Conventional, double-stranded sequencing libraries were prepared with the ThruPLEX DNA-seq 48D or ThruPLEX Plasma-seq Kits (Rubicon Genomics), comprising a proprietary series of end-repair, ligation, and amplification reactions.

Preparation of the single-stranded sequencing library

Single-stranded sequencing libraries were prepared according to a protocol adapted from Gansauge et al.26 with using a double-stranded adapter (SI-13) as described in detail in Supplementary Information Materials and methods.

Size profile analysis by deep sequencing

All libraries were sequenced on HISeq 2000 or NextSeq 500 instruments (Illumina) as described in detail in Supplementary Information Materials and methods.

Size profile analysis by Q-PCR

The oligonucleotide primers target DNA sequences of increasing size in human KRAS region intron 2 (SI-14). The size of the amplicons was 60, 73, 101, 145, 185, 249, and 300 bp. The reverse primer used was the same for all sizes. Our Q-PCR experiments followed the MIQE guideline.44 Q-PCR amplifications and analysis were performed as described in detail in Supplementary Information Materials and methods

Estimation of average DNA molecule length

The average DNA molecule length was estimated according to the method set by Deagle et al.29 for quantifying damage in DNA recovered from highly degraded samples31 as described in detail in Supplementary Information Materials and methods.

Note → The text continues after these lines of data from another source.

//! The scan pipeline: walk, extract/chunk/submit, collect/aggregate,
//! persist. Built around one [`AgentPool`](crate::agent::AgentPool).

pub mod config;
pub mod extract;
pub mod inventory;
pub mod notify;
pub mod orchestrator;
pub mod score;
pub mod source;
pub mod stats;
pub mod store;

pub use config::ScanConfig;
pub use extract::{ChunkerConfig, TextChunker, TextExtractor, Utf8Extractor};
pub use inventory::{InventoryService, MemoryInventory, ScanDecision};
pub use notify::{ScanEvent, ScanEventBroadcaster};
pub use orchestrator::{ScanOrchestrator, ScanReport};
pub use score::{assess_risk, RiskAssessment, RiskTier};
pub use source::{DirectorySource, FileDescriptor, FileListSource, FileSource};
pub use stats::{folder_path, FolderStats, ScanMode, ScanStats};
pub use store::{JobProgress, MemoryStore, ScanRecord, ScanStore};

Analysis of the amplification of short mutant synthetic DNA fragments by Q-PCR

In order to confirm that targeting short sequences amplify the expected fragment size and that no bias exists in the preferential amplification of larger fragment, we amplified two fragments of mutant synthetic DNA of 61 and 103 bp (SI-12) and performed Q-PCR and agarose gel electrophoresis analysis as described in detail in Supplementary Information Materials and methods.

Statistical analysis

Statistical analysis was performed using the GraphPad Prism V6.01 software. The Student’s t test was used to compare means. A probability of <0.05 was considered to be statistically significant: *p=0.05, **p < 0.01; ***p < 0.001; ****p < 0.0001. The Pearson’s test was used for correlation analysis.